[racket] arity of + versus <=

From: Neil Toronto (neil.toronto at gmail.com)
Date: Sat Oct 29 13:27:08 EDT 2011

On 10/28/2011 12:00 PM, Stephen Bloch wrote:
> On Oct 28, 2011, at 1:57 PM, Jay McCarthy wrote:
>> I would expect
>> (not (and (apply<  x) (apply>  x)))
>> to be true for all x
> That's not at all obvious to me.  That's like saying you expect
> 	(not (and (all-even? x) (all-odd? x)))
> to be true for all sets x.  It breaks down in the empty case.


The only thing we haven't done in this discussion (and I haven't seen it 
in the discussion Eli linked to, either) is define the various proposals 
in symbolic logic. We keep appealing to it already, but mostly informally.

Proposal 1. No restrictions. Because '<' checks monotonicity for two or 
more arguments, it's already equivalent to the more general

     (< xs ...)  <->
       forall x_i in xs, forall x_j in xs, j > i  ->  (less? x_i x_j)

where 'less?' is the primitive less-than relation. This is vacuously 
true in the empty case and trivially true in the singleton case. It's 
mathematically elegant. It's easy to reason about because there's only 
one rule, which has no alternating quantifiers and no special cases for 
any length. (It's well-defined for empty, singleton, and all finite 
lists - and even countably and *uncountably* infinite lists! Woo!)

Stephen's recursive function gives an equivalent inductive definition:

     (<)  <->  #t
     (< x)  <->  #t
     (< x_1 x_2 xs ...)  <->  (less? x_1 x_2) and (< x_2 xs ...)

Given the third rule, the second has to be "(< x) <-> #t". (Otherwise, 
(< 1 2) could be false.) The first rule seems arbitrary because "(<)" 
isn't really a base case. It could arguably be "(<) <-> #f".

Proposal 2. Different zero-argument case:

     (<)  <->  #f
     (< x)  <->  #t
     (< x_1 x_2 xs ...)  <->  (less? x_1 x_2) and (< x_2 xs ...)

Putting it a different way makes it obvious that "(<) <-> #f" is an ugly 
special case in a pretty inductive disguise:

     (< xs ...)  <->
       not (empty? xs) and
       forall x_i in xs, forall x_j in xs, j > i  ->  (less? x_i x_j)

I don't think anybody is arguing for this.
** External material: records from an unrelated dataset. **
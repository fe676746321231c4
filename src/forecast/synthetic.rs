use chrono::{DateTime, Duration, DurationRound, Timelike, Utc};
use rand::{Rng, SeedableRng, rngs::StdRng};

use super::{ForecastRecord, IntensityReading, format_timestamp};

/// A seeded carbon-intensity forecast generator for offline use.
///
/// Produces consecutive fixed-width buckets following a daily sinusoid
/// (cleanest overnight, dirtiest in the early evening) with Gaussian noise.
/// The same seed always yields the same forecast.
///
/// # Examples
///
/// ```
/// use carbon_slots::forecast::SyntheticForecast;
/// use chrono::{TimeZone, Utc};
///
/// let start = Utc.with_ymd_and_hms(2024, 3, 1, 0, 0, 0).unwrap();
/// let forecast = SyntheticForecast::new(start, 42);
/// let records = forecast.generate();
/// assert_eq!(records.len(), 48);
/// ```
#[derive(Debug, Clone)]
pub struct SyntheticForecast {
    /// Start of the first bucket.
    pub start: DateTime<Utc>,
    /// Number of buckets to emit.
    pub buckets: usize,
    /// Width of each bucket in minutes.
    pub bucket_minutes: i64,
    /// Mean intensity.
    pub base: f32,
    /// Amplitude of the daily swing.
    pub amplitude: f32,
    /// Standard deviation of the per-bucket noise.
    pub noise_std: f32,
    /// Random seed for reproducible noise.
    pub seed: u64,
}

impl SyntheticForecast {
    /// A 24 hour forecast of half-hour buckets with GB-like magnitudes.
    pub fn new(start: DateTime<Utc>, seed: u64) -> Self {
        Self {
            start,
            buckets: 48,
            bucket_minutes: 30,
            base: 180.0,
            amplitude: 90.0,
            noise_std: 12.0,
            seed,
        }
    }

    /// Same as [`SyntheticForecast::new`], starting at the current half hour.
    pub fn starting_now(seed: u64) -> Self {
        let now = Utc::now();
        let start = now.duration_trunc(Duration::minutes(30)).unwrap_or(now);
        Self::new(start, seed)
    }

    /// Generates the forecast records.
    pub fn generate(&self) -> Vec<ForecastRecord> {
        let mut rng = StdRng::seed_from_u64(self.seed);
        let width = Duration::minutes(self.bucket_minutes.max(1));
        let minutes_per_day = 24.0 * 60.0;

        (0..self.buckets)
            .map(|i| {
                let from = self.start + width * i as i32;
                let to = from + width;
                let minute_of_day = (from.hour() * 60 + from.minute()) as f32;
                // Peak at 18:00, trough at 06:00.
                let phase = 2.0 * std::f32::consts::PI * (minute_of_day - 12.0 * 60.0) / minutes_per_day;
                let noise = gaussian_noise(&mut rng, self.noise_std);
                let value = (self.base + self.amplitude * phase.sin() + noise).max(0.0);

                ForecastRecord {
                    from: format_timestamp(&from),
                    to: format_timestamp(&to),
                    intensity: IntensityReading {
                        forecast: value.round() as i32,
                        actual: None,
                        index: Some(intensity_index(value).to_string()),
                    },
                }
            })
            .collect()
    }
}

/// Box-Muller sample with the given standard deviation.
fn gaussian_noise(rng: &mut StdRng, std_dev: f32) -> f32 {
    if std_dev <= 0.0 {
        return 0.0;
    }

    let u1: f32 = rng.random::<f32>().clamp(1e-6, 1.0);
    let u2: f32 = rng.random::<f32>();
    let z0 = (-2.0 * u1.ln()).sqrt() * (2.0 * std::f32::consts::PI * u2).cos();
    z0 * std_dev
}

/// Qualitative band used by the GB carbon-intensity service.
fn intensity_index(value: f32) -> &'static str {
    match value as i32 {
        i32::MIN..=39 => "very low",
        40..=119 => "low",
        120..=199 => "moderate",
        200..=289 => "high",
        _ => "very high",
    }
}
I'm heading off arguments 
against Proposal 1, which use Proposal 2 to try to show that allowing 
zero arguments is inherently ambiguous. It's not.

Proposal 3. Manage the apparent ambiguity by not allowing it:

     (< x)  <->  #t
     (< x_1 x_2 xs ...)  <->  (less? x_1 x_2) and (< x_2 xs ...)

Because this would be motivated by seriously considering Proposal 2, I 
see it as invalid. IOW, the decision should be between Proposal 1 and 
Proposal 4 only.

Proposal 4. The current behavior:

     (< x_1 x_2)  <->  (less? x_1 x_2)
     (< x_1 x_2 x_3 xs ...)  <->  (< x_1 x_2) and (< x_2 x_3 xs ...)

Yes, that's right: allowing one or more arguments makes no sense. It 
should be either zero or more, or two or more. But two or more only 
because that's the status quo. Check out the quantifier version:

     (< xs ...)  <->
       not (empty? xs) and
       not (empty? (rest? xs)) and
       forall x_i in xs, forall x_j in xs, j > i  ->  (less? x_i x_j)

There are worse ones with existential quantifiers, or left-hand sides 
like (< x_1 x_2 xs ...) that require consing on the right-hand side.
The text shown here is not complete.